В поднятом на задние ноги автоматоне больше не было второго седла, но губернатор подтянулся рывком, упираясь ногами в края, а руками мертвой хваткой вцепляясь в плечи Меркулова.

Со всех сторон неслись топот, вскрики, звон стали об стали. В кишащем вокруг сером киселе было не понять — идет ли там, в тумане, невидимое сражение, или эти звуки просто отражение их собственной битвы!

— Да что здесь такое происходит-то, я спрашиваю? — прямо над головой Меркулова взревел губернатор и…

Звуки для Аркадия Валерьяновича исчезли! Раздавшийся прямо над ухом рык Внука Велеса-Крылатого Змея мгновенно погрузил мир в непроницаемую, ватную тишину, зато покрывало тумана дрогнуло и пошло рябью. Сзади снова взревело — Меркулов этого не слышал, он только почувствовал, как раздулась для рыка грудь губернатора и туман разлетелся рваными клочьями, будто тряпка в зубах громадного пса.

Хватка на плечах разжалась, и Аркадий Меркулов едва успел извернуться, одной рукой удерживая рычаг автоматона, а второй пытаясь поймать теряющего сознание губернатора, пока тот не врезался макушкой в булыжники. Глаза у его превосходительства закатились под лоб, а из носа двумя струйками текла кровь.

Зато туман разметало в стороны, открывая обычные, вроде бы хорошо знакомые городские улочки со скользящими над мостовой гротескными фигурами, будто отлитыми из дыма и тьмы. Однорукими, одноногими, горбатыми, скособоченными, и даже безголовыми и… жуть-то какая, полуголовыми! У ближайшей твари была всего половина головы — причем это была то одна половина, то другая! Фигуры непрерывно мерцали, дрожали, как марево над болотами, и глаз не успевал уследить, когда одни части их тел исчезали, а другие появлялись. Враги походили на калейдоскоп из рук, ног, жутко выкаченных глаз, рогов, хвостов и щупалец! Неизменными оставались только мечи, самые разные: от широких, как весло, до тонких, больше похожих на шпаги. И было их — много! Очень много! И махали они быстро-быстро, пытаясь достать атакующих их со всех сторон — зверей!

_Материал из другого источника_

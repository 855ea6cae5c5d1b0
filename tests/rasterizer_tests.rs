use dice_scene::camera::Projection;
use dice_scene::game::GameState;
use dice_scene::picking::{PickTarget, NO_HIT_COLOR};
use dice_scene::render::{CommandRecorder, SoftwareRasterizer};
use dice_scene::scenes::dice_scene::{DIE_IDS, DIE_OFFSETS, DIE_ROW_Y};
use dice_scene::scenes::DiceScene;
use dice_scene::traits::{DrawTarget, FrameUniforms, HitTester, PassMode, Pickable, SceneComposer};
use glam::Vec3;

const SIZE: u32 = 160;
const WHITE: [u8; 4] = [255, 255, 255, 255];

#[cfg(test)]
mod rasterizer_tests {
    use super::*;

    fn render(raster: &mut SoftwareRasterizer, scene: &DiceScene, game: &GameState, id_mode: bool) {
        let (width, height) = raster.viewport();
        let uniforms = FrameUniforms::new(
            Projection::default().matrix(width, height),
            game.camera(),
            game.light_position(),
        );
        raster.render_in_id_mode(id_mode);
        raster.begin_pass(&uniforms);
        scene.compose(game, raster);
        raster.render_in_id_mode(false);
    }

    fn setup() -> (DiceScene, SoftwareRasterizer, GameState) {
        let (scene, meshes) = DiceScene::build();
        let raster = SoftwareRasterizer::new(SIZE, SIZE, meshes);
        (scene, raster, GameState::new(Some(11), false))
    }

    fn die_one_pixel(game: &GameState) -> (u32, u32) {
        let eye = DiceScene::base_transform(game.camera())
            .transform_point3(Vec3::new(DIE_OFFSETS[0], DIE_ROW_Y, 0.0));
        let clip = Projection::default().matrix(SIZE, SIZE) * eye.extend(1.0);
        let ndc = clip.truncate() / clip.w;
        (
            ((ndc.x * 0.5 + 0.5) * SIZE as f32) as u32,
            ((0.5 - ndc.y * 0.5) * SIZE as f32) as u32,
        )
    }

    #[test]
    fn test_lit_frame_shows_red_die_on_white() {
        let (scene, mut raster, game) = setup();
        render(&mut raster, &scene, &game, false);

        let (x, y) = die_one_pixel(&game);
        let die = raster.read_pixel(x, y).unwrap();
        assert!(die[0] > 0, "die face is unlit: {die:?}");
        assert_eq!(&die[1..], &[0, 0, 255]);
        assert_eq!(raster.read_pixel(SIZE - 1, SIZE - 1), Some(WHITE));
        assert_eq!(raster.last_pass(), Some(PassMode::Lit));
    }

    #[test]
    fn test_every_mesh_triangle_is_submitted() {
        let (scene, mut raster, game) = setup();
        render(&mut raster, &scene, &game, false);

        let cube = raster.meshes().get(scene.cube()).triangle_count();
        assert!(raster.triangles_drawn() >= DIE_IDS.len() * cube);
    }

    #[test]
    fn test_id_coverage_lies_inside_lit_coverage() {
        let (scene, mut raster, game) = setup();

        render(&mut raster, &scene, &game, true);
        let ids = raster.pixels().to_vec();
        render(&mut raster, &scene, &game, false);
        let lit = raster.pixels();

        let mut pickable = 0;
        for (id, color) in ids.chunks_exact(4).zip(lit.chunks_exact(4)) {
            if id != NO_HIT_COLOR {
                pickable += 1;
                assert_ne!(color, WHITE);
            }
        }
        assert!(pickable > 0);
    }

    #[test]
    fn test_frames_are_deterministic() {
        let (scene, mut raster, game) = setup();
        render(&mut raster, &scene, &game, false);
        let first = raster.pixels().to_vec();
        render(&mut raster, &scene, &game, false);
        assert_eq!(raster.pixels(), first.as_slice());
    }

    #[test]
    fn test_same_state_records_same_commands() {
        let (scene, _, mut game) = setup();
        game.handle_pick(PickTarget::Object(DIE_IDS[0]));
        game.tick(0.05);

        let uniforms = FrameUniforms::new(
            Projection::default().matrix(SIZE, SIZE),
            game.camera(),
            game.light_position(),
        );
        let mut recorder = CommandRecorder::new(SIZE, SIZE);
        for _ in 0..2 {
            recorder.begin_pass(&uniforms);
            scene.compose(&game, &mut recorder);
        }

        let passes = recorder.passes();
        assert_eq!(passes.len(), 2);
        assert_eq!(passes[0].mode, PassMode::Lit);
        assert!(!passes[0].commands.is_empty());
        assert_eq!(passes[0], passes[1]);
    }

    #[test]
    fn test_id_frame_is_never_presentable() {
        let (scene, mut raster, game) = setup();
        render(&mut raster, &scene, &game, true);
        assert!(raster.presentable_pixels().is_none());

        let (x, y) = die_one_pixel(&game);
        assert_eq!(raster.hit_test(x, y), PickTarget::Object(DIE_IDS[0]));

        render(&mut raster, &scene, &game, false);
        assert!(raster.presentable_pixels().is_some());
        assert_eq!(raster.hit_test(x, y), PickTarget::None);
    }

    #[test]
    fn test_resize_keeps_die_under_projected_center() {
        let (scene, mut raster, game) = setup();
        raster.resize(SIZE * 2, SIZE);
        render(&mut raster, &scene, &game, true);

        let eye = DiceScene::base_transform(game.camera())
            .transform_point3(Vec3::new(DIE_OFFSETS[0], DIE_ROW_Y, 0.0));
        let clip = Projection::default().matrix(SIZE * 2, SIZE) * eye.extend(1.0);
        let ndc = clip.truncate() / clip.w;
        let x = ((ndc.x * 0.5 + 0.5) * (SIZE * 2) as f32) as u32;
        let y = ((0.5 - ndc.y * 0.5) * SIZE as f32) as u32;

        assert_eq!(raster.pixels().len(), (SIZE * 2 * SIZE * 4) as usize);
        assert_eq!(raster.hit_test(x, y), PickTarget::Object(DIE_IDS[0]));
    }
}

Волки. Кабаны. Лисы настолько крупные, что почти не уступали волкам. Падающие сверху на схватку громадные кречеты.

Звуки вернулись вместе с треском громадных крыльев и яростным боевым клекотом.

Громадный волк взвился свечкой от земли, на лету теряя ошметки казачьих шаровар с лампасами, и пасть его исчезла в животе противника. Буйствующий посредине схватки медведь размахнулся — болтающиеся на плечах остатки мундира разлетелись в клочья. Когтистая лапа врезалась в висок врагу, перемешивая существующую половину с несуществующей, существо снесло в сторону, и оно тут же стянулось обратно, как собирается вместе туман.

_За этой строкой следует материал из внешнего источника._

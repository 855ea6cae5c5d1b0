use glam::{Vec3, Vec4};

use crate::math::AABB;

#[derive(Debug, Clone, Copy, PartialEq)]
pub struct Vertex {
    pub position: Vec3,
    pub normal: Vec3,
}

/// Surface properties shared by every vertex of a mesh
#[derive(Debug, Clone, Copy, PartialEq)]
pub struct Material {
    pub color: Vec4,
    pub shininess: f32,
}

impl Material {
    pub const fn new(color: Vec4, shininess: f32) -> Self {
        Self { color, shininess }
    }
}

/// Triangle list in object space
#[derive(Debug, Clone)]
pub struct Mesh {
    vertices: Vec<Vertex>,
    material: Material,
    bounds: Option<AABB>,
}

impl Mesh {
    pub fn new(vertices: Vec<Vertex>, material: Material) -> Self {
        assert!(
            vertices.len() % 3 == 0,
            "mesh vertex count {} is not a multiple of 3",
            vertices.len()
        );
        let bounds = AABB::from_points(vertices.iter().map(|v| v.position));
        Self {
            vertices,
            material,
            bounds,
        }
    }

    pub fn vertices(&self) -> &[Vertex] {
        &self.vertices
    }

    pub fn triangles(&self) -> impl Iterator<Item = &[Vertex]> {
        self.vertices.chunks_exact(3)
    }

    pub fn triangle_count(&self) -> usize {
        self.vertices.len() / 3
    }

    pub fn material(&self) -> Material {
        self.material
    }

    /// `None` for an empty mesh
    pub fn bounds(&self) -> Option<AABB> {
        self.bounds
    }
}

/// Accumulates flat-shaded quads into a triangle list
#[derive(Debug, Default, Clone)]
pub struct MeshBuilder {
    vertices: Vec<Vertex>,
}

impl MeshBuilder {
    pub fn new() -> Self {
        Self::default()
    }

    /// Two triangles `a b c` and `a c d` sharing the normal of `a b c`.
    /// Corners must wind counter-clockwise seen from the front.
    pub fn quad(&mut self, a: Vec3, b: Vec3, c: Vec3, d: Vec3) -> &mut Self {
        let normal = (b - a).cross(c - b).normalize_or_zero();
        for position in [a, b, c, a, c, d] {
            self.vertices.push(Vertex { position, normal });
        }
        self
    }

    /// Axis-aligned box spanning `min..max`, outward normals
    pub fn cuboid(&mut self, min: Vec3, max: Vec3) -> &mut Self {
        let corners = [
            Vec3::new(min.x, min.y, max.z),
            Vec3::new(min.x, max.y, max.z),
            Vec3::new(max.x, max.y, max.z),
            Vec3::new(max.x, min.y, max.z),
            Vec3::new(min.x, min.y, min.z),
            Vec3::new(min.x, max.y, min.z),
            Vec3::new(max.x, max.y, min.z),
            Vec3::new(max.x, min.y, min.z),
        ];
        for [a, b, c, d] in CUBOID_FACES {
            self.quad(corners[a], corners[b], corners[c], corners[d]);
        }
        self
    }

    pub fn build(self, material: Material) -> Mesh {
        Mesh::new(self.vertices, material)
    }
}

/// Corner indices per face: front, left, top, bottom, right, back
const CUBOID_FACES: [[usize; 4]; 6] = [
    [1, 0, 3, 2],
    [5, 4, 0, 1],
    [6, 5, 1, 2],
    [3, 0, 4, 7],
    [2, 3, 7, 6],
    [4, 5, 6, 7],
];

/// Handle into a [`MeshLibrary`]
#[derive(Debug, Clone, Copy, PartialEq, Eq, Hash)]
pub struct MeshId(usize);

impl MeshId {
    pub fn index(self) -> usize {
        self.0
    }
}

/// Geometry uploaded once at startup and referenced by id afterwards
#[derive(Debug, Default, Clone)]
pub struct MeshLibrary {
    meshes: Vec<Mesh>,
}

impl MeshLibrary {
    pub fn new() -> Self {
        Self::default()
    }

    pub fn add(&mut self, mesh: Mesh) -> MeshId {
        self.meshes.push(mesh);
        MeshId(self.meshes.len() - 1)
    }

    /// # Panics
    /// If `id` came from a different library
    pub fn get(&self, id: MeshId) -> &Mesh {
        &self.meshes[id.0]
    }

    pub fn iter(&self) -> impl Iterator<Item = (MeshId, &Mesh)> {
        self.meshes.iter().enumerate().map(|(i, mesh)| (MeshId(i), mesh))
    }

    pub fn len(&self) -> usize {
        self.meshes.len()
    }

    pub fn is_empty(&self) -> bool {
        self.meshes.is_empty()
    }

    pub fn total_triangles(&self) -> usize {
        self.meshes.iter().map(Mesh::triangle_count).sum()
    }
}
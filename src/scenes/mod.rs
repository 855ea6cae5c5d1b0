pub mod dice_scene;
pub mod glyphs;
mod mesh;

pub use dice_scene::DiceScene;
pub use glyphs::GlyphSet;
pub use mesh::{Material, Mesh, MeshBuilder, MeshId, MeshLibrary, Vertex};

— Ndengina ta mereth en draugrim! — прокричал странный, слишком высокий для мужчины, и низкий для женщины, голос. — Ndengina andodulin![13] — ощетинившись клинками враги со всех сторон ринулись на оборотней.

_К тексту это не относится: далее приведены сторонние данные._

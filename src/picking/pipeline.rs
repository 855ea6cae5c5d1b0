//! Frame-level picking state machine.
//!
//! A click arms a request. The next frame is rendered in id mode, read back
//! at the requested pixel, and reported as [`FrameOutcome::Hidden`] so the
//! caller knows not to present it. The frame after that is lit again.
//!
//! Only one request is tracked at a time: a newer request replaces an older
//! one that has not been resolved yet, and the replaced callback is dropped
//! without being called.

use std::fmt;

use log::{debug, trace};

use super::pick_id::PickTarget;
use crate::traits::{DrawTarget, FrameUniforms, HitTester, PassMode, SceneComposer};

/// Called once with the resolved target and the caller's context
pub type PickCallback<C> = Box<dyn FnOnce(PickTarget, &mut C)>;

/// A pending pick at a pixel position (top-left origin)
pub struct PickRequest<C> {
    pub x: u32,
    pub y: u32,
    callback: Option<PickCallback<C>>,
}

impl<C> PickRequest<C> {
    /// Request without a callback; the result is only returned
    pub fn new(x: u32, y: u32) -> Self {
        Self {
            x,
            y,
            callback: None,
        }
    }

    pub fn on_resolved(mut self, callback: impl FnOnce(PickTarget, &mut C) + 'static) -> Self {
        self.callback = Some(Box::new(callback));
        self
    }
}

impl<C> fmt::Debug for PickRequest<C> {
    fn fmt(&self, f: &mut fmt::Formatter<'_>) -> fmt::Result {
        f.debug_struct("PickRequest")
            .field("x", &self.x)
            .field("y", &self.y)
            .field("has_callback", &self.callback.is_some())
            .finish()
    }
}

enum PickState<C> {
    Idle,
    Armed(PickRequest<C>),
    Resolving(PickRequest<C>),
}

/// Observable phase of the state machine
#[derive(Debug, Clone, Copy, PartialEq, Eq)]
pub enum PickPhase {
    Idle,
    /// A request waits for the next frame
    Armed,
    /// The current frame is an id frame
    Resolving,
}

/// What the caller should do with the frame just rendered
#[derive(Debug, Clone, Copy, PartialEq, Eq)]
pub enum FrameOutcome {
    Presentable,
    /// Id frame; must not be shown. Carries the resolved target.
    Hidden(PickTarget),
}

pub struct PickingPipeline<C> {
    state: PickState<C>,
}

impl<C> Default for PickingPipeline<C> {
    fn default() -> Self {
        Self::new()
    }
}

impl<C> PickingPipeline<C> {
    pub fn new() -> Self {
        Self {
            state: PickState::Idle,
        }
    }

    pub fn phase(&self) -> PickPhase {
        match self.state {
            PickState::Idle => PickPhase::Idle,
            PickState::Armed(_) => PickPhase::Armed,
            PickState::Resolving(_) => PickPhase::Resolving,
        }
    }

    /// Arm a pick for the next frame. Replaces any unresolved request.
    pub fn request(&mut self, request: PickRequest<C>) {
        debug!("pick requested at ({}, {})", request.x, request.y);
        self.state = match std::mem::replace(&mut self.state, PickState::Idle) {
            PickState::Idle => PickState::Armed(request),
            PickState::Armed(old) => {
                debug!("replacing pending pick at ({}, {})", old.x, old.y);
                PickState::Armed(request)
            }
            PickState::Resolving(old) => {
                debug!("replacing in-flight pick at ({}, {})", old.x, old.y);
                PickState::Resolving(request)
            }
        };
    }

    /// Decide the mode of the frame about to be rendered.
    ///
    /// # Panics
    /// If the previous id frame was never finished with [`Self::end_pass`].
    pub fn begin_pass(&mut self) -> PassMode {
        match std::mem::replace(&mut self.state, PickState::Idle) {
            PickState::Idle => PassMode::Lit,
            PickState::Armed(request) => {
                trace!("id pass for pick at ({}, {})", request.x, request.y);
                self.state = PickState::Resolving(request);
                PassMode::PickId
            }
            PickState::Resolving(_) => {
                panic!("begin_pass called while an id pass is still unresolved")
            }
        }
    }

    /// Finish the current frame. After an id frame, reads the hit from
    /// `hits`, runs the callback and returns the target.
    pub fn end_pass(&mut self, hits: &impl HitTester, context: &mut C) -> Option<PickTarget> {
        let request = match std::mem::replace(&mut self.state, PickState::Idle) {
            PickState::Resolving(request) => request,
            other => {
                self.state = other;
                return None;
            }
        };

        let target = hits.hit_test(request.x, request.y);
        debug!(
            "pick at ({}, {}) resolved to {}",
            request.x,
            request.y,
            target.as_raw()
        );
        if let Some(callback) = request.callback {
            callback(target, context);
        }
        Some(target)
    }

    /// Render one frame of `scene` into `target`, in id mode if a pick is
    /// armed. The scene is composed from `context`, which the callback then
    /// receives mutably.
    pub fn run_frame<T, S>(
        &mut self,
        scene: &S,
        context: &mut C,
        target: &mut T,
        uniforms: &FrameUniforms,
    ) -> FrameOutcome
    where
        T: DrawTarget + HitTester,
        S: SceneComposer<C> + ?Sized,
    {
        let mode = self.begin_pass();
        target.render_in_id_mode(mode == PassMode::PickId);
        target.begin_pass(uniforms);
        scene.compose(&*context, target);
        target.render_in_id_mode(false);

        match self.end_pass(&*target, context) {
            Some(hit) => FrameOutcome::Hidden(hit),
            None => FrameOutcome::Presentable,
        }
    }
}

Кричал некто человекообразный по другую сторону схватки. Весь он был окутан слоями мерцающей светлой ткани, закрывающей даже лицо, только две вполне человеческие босые пятки торчали из-под складок. Человек… существо… сидело верхом на чем-то, что с некоторой натяжкой можно назвать лошадью — такой же зыбкой, будто текучей, как и сражающиеся сейчас бойцы.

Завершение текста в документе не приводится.